[DATA SHOWN]:
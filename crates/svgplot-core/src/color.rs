//! Named and RGB colors.

use serde::{Deserialize, Serialize};
use std::fmt;
use std::str::FromStr;

/// A paint color. Named variants serialize as their CSS keyword, [`Color::Rgb`] as `#rrggbb`.
#[derive(Debug, Clone, Copy, PartialEq, Eq, Hash, Serialize, Deserialize)]
#[serde(try_from = "String", into = "String")]
pub enum Color {
    Aqua,
    Black,
    Blue,
    Brown,
    Cyan,
    Fuchsia,
    Green,
    Lime,
    Magenta,
    Orange,
    Purple,
    Red,
    Silver,
    White,
    Yellow,
    Transparent,
    Rgb(u8, u8, u8),
}

const NAMED: &[(&str, Color)] = &[
    ("aqua", Color::Aqua),
    ("black", Color::Black),
    ("blue", Color::Blue),
    ("brown", Color::Brown),
    ("cyan", Color::Cyan),
    ("fuchsia", Color::Fuchsia),
    ("green", Color::Green),
    ("lime", Color::Lime),
    ("magenta", Color::Magenta),
    ("orange", Color::Orange),
    ("purple", Color::Purple),
    ("red", Color::Red),
    ("silver", Color::Silver),
    ("white", Color::White),
    ("yellow", Color::Yellow),
    ("transparent", Color::Transparent),
];

impl Color {
    pub fn keyword(&self) -> Option<&'static str> {
        NAMED
            .iter()
            .find(|(_, c)| c == self)
            .map(|(name, _)| *name)
    }
}

impl fmt::Display for Color {
    fn fmt(&self, f: &mut fmt::Formatter<'_>) -> fmt::Result {
        match self {
            Color::Rgb(r, g, b) => write!(f, "#{r:02x}{g:02x}{b:02x}"),
            other => f.write_str(other.keyword().unwrap_or("black")),
        }
    }
}

#[derive(Debug, Clone, PartialEq, Eq, thiserror::Error)]
#[error("invalid color: {0:?}")]
pub struct ParseColorError(pub String);

fn hex_nibble(b: u8) -> Option<u8> {
    match b {
        b'0'..=b'9' => Some(b - b'0'),
        b'a'..=b'f' => Some(b - b'a' + 10),
        b'A'..=b'F' => Some(b - b'A' + 10),
        _ => None,
    }
}

impl FromStr for Color {
    type Err = ParseColorError;

    fn from_str(s: &str) -> Result<Self, Self::Err> {
        let raw = s.trim();
        let err = || ParseColorError(s.to_string());

        if let Some(hex) = raw.strip_prefix('#') {
            let digits = hex
                .bytes()
                .map(hex_nibble)
                .collect::<Option<Vec<u8>>>()
                .ok_or_else(err)?;
            return match digits.as_slice() {
                [r, g, b] => Ok(Color::Rgb(r * 17, g * 17, b * 17)),
                [r1, r2, g1, g2, b1, b2] => {
                    Ok(Color::Rgb(r1 * 16 + r2, g1 * 16 + g2, b1 * 16 + b2))
                }
                _ => Err(err()),
            };
        }

        let lower = raw.to_ascii_lowercase();
        NAMED
            .iter()
            .find(|(name, _)| *name == lower)
            .map(|(_, c)| *c)
            .ok_or_else(err)
    }
}

impl TryFrom<String> for Color {
    type Error = ParseColorError;

    fn try_from(value: String) -> Result<Self, Self::Error> {
        value.parse()
    }
}

impl From<Color> for String {
    fn from(value: Color) -> Self {
        value.to_string()
    }
}
// Number and text formatting helpers shared by attribute values and markup output.

use std::fmt::Write as _;

/// Formats `v` with exactly one fractional digit (`3.14159` -> `3.1`).
///
/// Non-finite values and negative zero both become `0.0`, so attribute output never carries
/// `NaN` or `-0.0`.
pub fn fixed1(v: f64) -> String {
    let mut out = String::new();
    fixed1_into(&mut out, v);
    out
}

pub fn fixed1_into(out: &mut String, v: f64) {
    if !v.is_finite() {
        out.push_str("0.0");
        return;
    }
    let start = out.len();
    let _ = write!(out, "{v:.1}");
    if &out[start..] == "-0.0" {
        out.truncate(start);
        out.push_str("0.0");
    }
}

/// Shortest round-trippable decimal form with float noise removed (`100.0` -> `100`).
pub fn compact(v: f64) -> String {
    let mut out = String::new();
    compact_into(&mut out, v);
    out
}

pub fn compact_into(out: &mut String, v: f64) {
    if !v.is_finite() {
        out.push('0');
        return;
    }

    let mut v = if v.abs() < 1e-9 { 0.0 } else { v };
    let nearest = v.round();
    if (v - nearest).abs() < 1e-6 {
        v = nearest;
    }
    if v == -0.0 {
        v = 0.0;
    }

    let _ = write!(out, "{v}");
}

/// `printf("%.Ng")`-style formatting: `significant` digits, trailing zeros removed, exponent
/// notation (`1e+03`) once the exponent reaches `significant` or drops below -4.
pub fn general(v: f64, significant: usize) -> String {
    if !v.is_finite() || v == 0.0 {
        return "0".to_string();
    }

    let precision = significant.max(1);
    // Let the std formatter do the rounding so the exponent accounts for carries (999.5 -> 1e3).
    let sci = format!("{:.*e}", precision - 1, v);
    let Some((mantissa, exp)) = sci.split_once('e') else {
        return sci;
    };
    let Ok(exp) = exp.parse::<i32>() else {
        return sci;
    };

    if exp < -4 || exp >= precision as i32 {
        let sign = if exp < 0 { '-' } else { '+' };
        format!("{}e{sign}{:02}", trim_fraction(mantissa), exp.unsigned_abs())
    } else {
        let decimals = (precision as i32 - 1 - exp).max(0) as usize;
        trim_fraction(&format!("{v:.decimals$}")).to_string()
    }
}

fn trim_fraction(s: &str) -> &str {
    if s.contains('.') {
        s.trim_end_matches('0').trim_end_matches('.')
    } else {
        s
    }
}

pub fn escape_xml(text: &str) -> String {
    let mut out = String::with_capacity(text.len());
    escape_xml_into(&mut out, text);
    out
}

pub fn escape_xml_into(out: &mut String, text: &str) {
    let bytes = text.as_bytes();
    let mut start = 0usize;
    for (i, &b) in bytes.iter().enumerate() {
        let esc = match b {
            b'&' => "&amp;",
            b'<' => "&lt;",
            b'"' => "&quot;",
            b'\'' => "&#39;",
            _ => continue,
        };
        if start < i {
            out.push_str(&text[start..i]);
        }
        out.push_str(esc);
        start = i + 1;
    }
    if start < text.len() {
        out.push_str(&text[start..]);
    }
}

[INSTRUCTIONS FOR THE TASK]: Your answer must be a single number: the count of lines in the data that contain the string "PartialEq".

[FINAL ANSWER]: 2